En décembre 2016, un homme croyant à la fausse nouvelle se présente au Comet Ping Pong avec une arme. Il tire au moins un coup de feu et fouille le restaurant avant d’être arrêté. Aucune preuve ne laisse suggérer que le Pizzagate soit autre chose qu’une fausse nouvelle, un mensonge qu’on a fait courir pour nuire à la réputation et la carrière politique d’Hillary Clinton.
Certaines fausses nouvelles se dissimulent sous des « opérations fausse bannière », une théorie selon laquelle des actes sont orchestrés de manière à attirer le blâme sur une personne ou un groupe qui, en réalité, n’en est pas responsable. En 2012, un Américain a tué vingt enfants et six adultes dans l’école primaire Sandy Hook, au Connecticut. L’animateur de télévision de droite Alex Jones a défendu la théorie selon laquelle la tuerie était un coup monté, joué par des acteurs, dans le but d’obtenir un renforcement des lois sur le contrôle des armes à feu, violant le droit des personnes selon le Deuxième amendement.
Vérification des faits : se défendre contre les fausses nouvelles
La croissance d’Internet et des réseaux sociaux a rendu la publication des nouvelles très facile et peu coûteuse. Les médias sociaux permettent de rejoindre des millions de personnes simplement en appuyant sur le bouton partager. Les articles partagés en ligne peuvent tous sembler similaires, qu’ils viennent de sources légitimes ou qu’ils soient complètement trafiqués. Comprendre les motifs des gens qui créent des fausses nouvelles est une étape importante pour s’en défendre.
Vérifier les faits est le meilleur moyen de savoir si une nouvelle ou une affirmation est vraie. Les sites internet finissant par .edu appartiennent à des universités ou des collèges officiellement reconnus, et les sites du gouvernement du Canada comprennent les suffixes suivants : gc.ca, gc/en, gc/fr, ourcommons.ca, canada.ca, parl.ca.

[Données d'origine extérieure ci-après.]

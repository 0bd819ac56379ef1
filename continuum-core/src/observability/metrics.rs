use prometheus::{CounterVec, Encoder, HistogramOpts, HistogramVec, Opts, Registry, TextEncoder};
use std::sync::Arc;
use std::time::Duration;

use crate::error::{ContinuumError, Result};

#[derive(Debug, Clone, PartialEq)]
pub struct OperationStats {
    pub total: u64,
    pub failed: u64,
    pub cache_hits: u64,
    pub cache_misses: u64,
    pub validation_failures: u64,
}

#[derive(Clone)]
pub struct MetricsCollector {
    registry: Arc<Registry>,
    operations: CounterVec,
    failures: CounterVec,
    cache_hits: CounterVec,
    cache_misses: CounterVec,
    validation_failures: CounterVec,
    duration: HistogramVec,
}

impl MetricsCollector {
    pub fn new() -> Result<Self> {
        let registry = Registry::new();

        let operations = CounterVec::new(
            Opts::new("continuum_operations_total", "Total number of domain operations"),
            &["domain", "operation"],
        )?;
        let failures = CounterVec::new(
            Opts::new("continuum_operation_failures_total", "Domain operations that rejected"),
            &["domain", "operation"],
        )?;
        let cache_hits = CounterVec::new(
            Opts::new("continuum_cache_hits_total", "Reads served from the store"),
            &["domain"],
        )?;
        let cache_misses = CounterVec::new(
            Opts::new("continuum_cache_misses_total", "Reads that fell back to the resource"),
            &["domain"],
        )?;
        let validation_failures = CounterVec::new(
            Opts::new("continuum_validation_failures_total", "Records that failed schema validation"),
            &["domain"],
        )?;
        let duration = HistogramVec::new(
            HistogramOpts::new("continuum_operation_duration_seconds", "Operation duration in seconds")
                .buckets(vec![0.005, 0.01, 0.05, 0.1, 0.5, 1.0, 2.5, 5.0, 10.0]),
            &["domain", "operation"],
        )?;

        registry.register(Box::new(operations.clone()))?;
        registry.register(Box::new(failures.clone()))?;
        registry.register(Box::new(cache_hits.clone()))?;
        registry.register(Box::new(cache_misses.clone()))?;
        registry.register(Box::new(validation_failures.clone()))?;
        registry.register(Box::new(duration.clone()))?;

        Ok(Self {
            registry: Arc::new(registry),
            operations,
            failures,
            cache_hits,
            cache_misses,
            validation_failures,
            duration,
        })
    }

    pub fn record_operation(&self, domain: &str, operation: &str, elapsed: Duration, success: bool) {
        let labels = &[domain, operation];
        self.operations.with_label_values(labels).inc();
        self.duration
            .with_label_values(labels)
            .observe(elapsed.as_secs_f64());
        if !success {
            self.failures.with_label_values(labels).inc();
        }
    }

    pub fn record_cache_hit(&self, domain: &str) {
        self.cache_hits.with_label_values(&[domain]).inc();
    }

    pub fn record_cache_miss(&self, domain: &str) {
        self.cache_misses.with_label_values(&[domain]).inc();
    }

    pub fn record_validation_failures(&self, domain: &str, count: usize) {
        if count > 0 {
            self.validation_failures
                .with_label_values(&[domain])
                .inc_by(count as f64);
        }
    }

    pub fn export(&self) -> Result<String> {
        let encoder = TextEncoder::new();
        let mut buffer = Vec::new();
        encoder.encode(&self.registry.gather(), &mut buffer)?;
        String::from_utf8(buffer).map_err(|e| ContinuumError::Unknown(e.to_string()))
    }

    /// Aggregates across operations for one domain. Reads gathered samples, so
    /// no empty series are created for labels that never ran.
    pub fn stats(&self, domain: &str) -> OperationStats {
        let families = self.registry.gather();
        let total = |name: &str| -> u64 {
            families
                .iter()
                .filter(|family| family.get_name() == name)
                .flat_map(|family| family.get_metric())
                .filter(|metric| {
                    metric
                        .get_label()
                        .iter()
                        .any(|label| label.get_name() == "domain" && label.get_value() == domain)
                })
                .map(|metric| metric.get_counter().get_value() as u64)
                .sum()
        };

        OperationStats {
            total: total("continuum_operations_total"),
            failed: total("continuum_operation_failures_total"),
            cache_hits: total("continuum_cache_hits_total"),
            cache_misses: total("continuum_cache_misses_total"),
            validation_failures: total("continuum_validation_failures_total"),
        }
    }
}
pub mod logging;
pub mod metrics;

pub use logging::{setup_logging, LogFormat};
pub use metrics::{MetricsCollector, OperationStats};
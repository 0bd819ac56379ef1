use chrono::{DateTime, Utc};
use serde::{Deserialize, Serialize};
use serde_json::Value;
use std::sync::{Arc, Mutex};

use super::schema::ValidationError;

#[derive(Debug, Clone, PartialEq, Serialize, Deserialize)]
pub struct Failure {
    pub model: String,
    pub error: ValidationError,
    pub value: Value,
    pub at: DateTime<Utc>,
}

/// Accumulates field-level validation failures until [`FailureLog::reset`].
///
/// Clones share the same underlying list, so one log can be injected into
/// several models.
#[derive(Debug, Clone, Default)]
pub struct FailureLog {
    inner: Arc<Mutex<Vec<Failure>>>,
}

impl FailureLog {
    pub fn new() -> Self {
        Self::default()
    }

    pub fn record(&self, model: &str, error: ValidationError, value: Value) {
        let failure = Failure {
            model: model.to_string(),
            error,
            value,
            at: Utc::now(),
        };
        self.lock().push(failure);
    }

    pub fn snapshot(&self) -> Vec<Failure> {
        self.lock().clone()
    }

    pub fn len(&self) -> usize {
        self.lock().len()
    }

    pub fn is_empty(&self) -> bool {
        self.lock().is_empty()
    }

    pub fn reset(&self) {
        self.lock().clear();
    }

    fn lock(&self) -> std::sync::MutexGuard<'_, Vec<Failure>> {
        self.inner.lock().unwrap_or_else(|poisoned| poisoned.into_inner())
    }
}
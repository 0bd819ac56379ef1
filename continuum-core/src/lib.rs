pub mod config;
pub mod domain;
pub mod error;
pub mod model;
pub mod observability;

pub use config::{DomainConfig, RequestConfig};
pub use domain::{Domain, Envelope, Members, Resource, Service, Store};
pub use error::{ContinuumError, Result};
pub use model::{ContainerKind, Field, FieldKind, Model, ModelOverrides, Validated, ValidatedInstance};
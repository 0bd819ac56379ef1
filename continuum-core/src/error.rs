use thiserror::Error;
use reqwest::Error as ReqwestError;
use serde_json::Error as JsonError;
use std::io::Error as IoError;

use crate::model::ShapeError;

#[derive(Error, Debug)]
pub enum ContinuumError {
    #[error("Network error: {0}")]
    Network(#[from] ReqwestError),

    #[error("Serialization error: {0}")]
    Serialization(#[from] JsonError),

    #[error("IO error: {0}")]
    Io(#[from] IoError),

    #[error("Config parse error: {0}")]
    Config(#[from] toml::de::Error),

    #[error("Metrics error: {0}")]
    Metrics(#[from] prometheus::Error),

    #[error("Invalid configuration: {0}")]
    InvalidConfig(String),

    #[error("Cache miss")]
    CacheMiss,

    #[error("Store error: {0}")]
    Store(String),

    #[error("Transform error: {0}")]
    Transform(String),

    #[error("Resource responded with {status}: {body}")]
    Status { status: u16, body: String },

    #[error(transparent)]
    Shape(#[from] ShapeError),

    #[error("Fetch for domain {domain} failed after cache miss: {source}")]
    Fallback {
        domain: String,
        #[source]
        source: Box<ContinuumError>,
    },

    #[error("Unknown error: {0}")]
    Unknown(String),
}

impl ContinuumError {
    /// Unwraps a [`ContinuumError::Fallback`] to the failure that caused it.
    pub fn root(&self) -> &ContinuumError {
        match self {
            ContinuumError::Fallback { source, .. } => source.root(),
            other => other,
        }
    }
}

impl From<anyhow::Error> for ContinuumError {
    fn from(err: anyhow::Error) -> Self {
        ContinuumError::Unknown(err.to_string())
    }
}

pub type Result<T> = std::result::Result<T, ContinuumError>;
use serde_json::Value;

use super::members::{Envelope, Service};
use crate::error::{ContinuumError, Result};

#[derive(Debug, Clone, Copy, Default)]
pub struct IdentityService;

impl Service for IdentityService {}

type Hook = Box<dyn Fn(Value) -> Result<Value> + Send + Sync>;
type InboundHook = Box<dyn Fn(Envelope, &Value) -> Result<Value> + Send + Sync>;

/// A [`Service`] assembled from closures. Unset hooks fall back to identity.
#[derive(Default)]
pub struct FnService {
    inbound_get: Option<Hook>,
    inbound_update: Option<InboundHook>,
    inbound_create: Option<InboundHook>,
    outbound_update: Option<Hook>,
    outbound_create: Option<Hook>,
}

impl FnService {
    pub fn new() -> Self {
        Self::default()
    }

    pub fn on_inbound_get<F>(mut self, hook: F) -> Self
    where
        F: Fn(Value) -> Result<Value> + Send + Sync + 'static,
    {
        self.inbound_get = Some(Box::new(hook));
        self
    }

    pub fn on_inbound_update<F>(mut self, hook: F) -> Self
    where
        F: Fn(Envelope, &Value) -> Result<Value> + Send + Sync + 'static,
    {
        self.inbound_update = Some(Box::new(hook));
        self
    }

    pub fn on_inbound_create<F>(mut self, hook: F) -> Self
    where
        F: Fn(Envelope, &Value) -> Result<Value> + Send + Sync + 'static,
    {
        self.inbound_create = Some(Box::new(hook));
        self
    }

    pub fn on_outbound_update<F>(mut self, hook: F) -> Self
    where
        F: Fn(Value) -> Result<Value> + Send + Sync + 'static,
    {
        self.outbound_update = Some(Box::new(hook));
        self
    }

    pub fn on_outbound_create<F>(mut self, hook: F) -> Self
    where
        F: Fn(Value) -> Result<Value> + Send + Sync + 'static,
    {
        self.outbound_create = Some(Box::new(hook));
        self
    }
}

impl Service for FnService {
    fn inbound_get(&self, data: Value) -> Result<Value> {
        match &self.inbound_get {
            Some(hook) => hook(data),
            None => Ok(data),
        }
    }

    fn inbound_update(&self, response: Envelope, data: &Value) -> Result<Value> {
        match &self.inbound_update {
            Some(hook) => hook(response, data),
            None => Ok(response.data),
        }
    }

    fn inbound_create(&self, response: Envelope, data: &Value) -> Result<Value> {
        match &self.inbound_create {
            Some(hook) => hook(response, data),
            None => Ok(response.data),
        }
    }

    fn outbound_update(&self, data: Value) -> Result<Value> {
        match &self.outbound_update {
            Some(hook) => hook(data),
            None => Ok(data),
        }
    }

    fn outbound_create(&self, data: Value) -> Result<Value> {
        match &self.outbound_create {
            Some(hook) => hook(data),
            None => Ok(data),
        }
    }
}

pub fn transform_error(reason: impl std::fmt::Display) -> ContinuumError {
    ContinuumError::Transform(reason.to_string())
}
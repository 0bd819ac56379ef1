use serde::{Deserialize, Serialize};
use std::collections::BTreeMap;
use std::path::Path;

use crate::error::{ContinuumError, Result};
use crate::model::ModelOverrides;

pub const ENV_BASE_URL: &str = "CONTINUUM_BASE_URL";
pub const ENV_TOKEN: &str = "CONTINUUM_TOKEN";

#[derive(Debug, Clone, PartialEq, Serialize, Deserialize)]
#[serde(default)]
pub struct DomainConfig {
    pub base_url: String,
    pub timeout_secs: u64,
    pub token: Option<String>,
    pub headers: BTreeMap<String, String>,
    pub key_field: String,
    pub event_buffer: usize,
    pub model: ModelOverrides,
}

impl Default for DomainConfig {
    fn default() -> Self {
        Self {
            base_url: "http://localhost".to_string(),
            timeout_secs: 30,
            token: None,
            headers: BTreeMap::new(),
            key_field: "id".to_string(),
            event_buffer: 64,
            model: ModelOverrides::default(),
        }
    }
}

impl DomainConfig {
    pub fn from_toml_str(content: &str) -> Result<Self> {
        let config: DomainConfig = toml::from_str(content)?;
        config.check()?;
        Ok(config)
    }

    pub async fn from_file(path: impl AsRef<Path>) -> Result<Self> {
        let content = tokio::fs::read_to_string(path.as_ref()).await?;
        Self::from_toml_str(&content)
    }

    /// Overrides the base URL and token from `CONTINUUM_BASE_URL` and
    /// `CONTINUUM_TOKEN` when they are set.
    pub fn with_env(mut self) -> Self {
        if let Ok(url) = std::env::var(ENV_BASE_URL) {
            self.base_url = url;
        }
        if let Ok(token) = std::env::var(ENV_TOKEN) {
            self.token = Some(token);
        }
        self
    }

    pub fn check(&self) -> Result<()> {
        if self.base_url.trim().is_empty() {
            return Err(ContinuumError::InvalidConfig("base_url cannot be empty".to_string()));
        }
        if self.key_field.is_empty() {
            return Err(ContinuumError::InvalidConfig("key_field cannot be empty".to_string()));
        }
        if self.event_buffer == 0 {
            return Err(ContinuumError::InvalidConfig(
                "event_buffer must be greater than zero".to_string(),
            ));
        }
        Ok(())
    }
}

#[derive(Debug, Clone, Default, PartialEq, Serialize, Deserialize)]
#[serde(default)]
pub struct RequestConfig {
    /// Appended to the resource endpoint, e.g. a record id.
    pub path: Option<String>,
    pub query: Vec<(String, String)>,
    pub headers: BTreeMap<String, String>,
    /// Merge into the cached state instead of replacing it.
    pub merge: bool,
    pub model: ModelOverrides,
}

impl RequestConfig {
    pub fn new() -> Self {
        Self::default()
    }

    pub fn path(mut self, path: impl Into<String>) -> Self {
        self.path = Some(path.into());
        self
    }

    pub fn query(mut self, key: impl Into<String>, value: impl Into<String>) -> Self {
        self.query.push((key.into(), value.into()));
        self
    }

    pub fn header(mut self, name: impl Into<String>, value: impl Into<String>) -> Self {
        self.headers.insert(name.into(), value.into());
        self
    }

    pub fn merge(mut self, merge: bool) -> Self {
        self.merge = merge;
        self
    }

    pub fn model(mut self, model: ModelOverrides) -> Self {
        self.model = model;
        self
    }
}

Les sites officiels d’universités, de musées ou d’instituts scientifiques sont habituellement fiables, tout comme les sites du gouvernement fédéral, des gouvernements provinciaux et des municipalités. Des sources en ligne réputées comme l’Encyclopédie canadienne ou l’Encyclopaedia Universalis sont aussi généralement dignes de confiance.
Un site est bourré d’affirmations étranges ou de liens « pièges à clics » sur des célébrités n’est probablement pas digne de confiance. Les sites politiques, commerciaux ou culturels qui soutiennent clairement une position sont aussi suspects. Des sites collaboratifs comme Wikipédia, où n’importe qui peut intervenir, doivent contenir des sources ou des liens susceptibles d’être vérifiés. De même, les vidéos apparaissant sur un site comme YouTube devraient mentionner des sources, dans la vidéo ou dans la section des commentaires.
Certains sites réputés de vérification de faits peuvent aussi se révéler utiles pour obtenir des éclaircissements. FactsCan, lancé en 2015, offre une vérification de faits indépendante et non partisane au sujet des politiciens et des nouvelles politiques canadiens. Parmi les autres sites de vérification de faits, on retrouve FactCheck.org, International Fact-Checking Network (IFCN), PolitiFact et Snopes.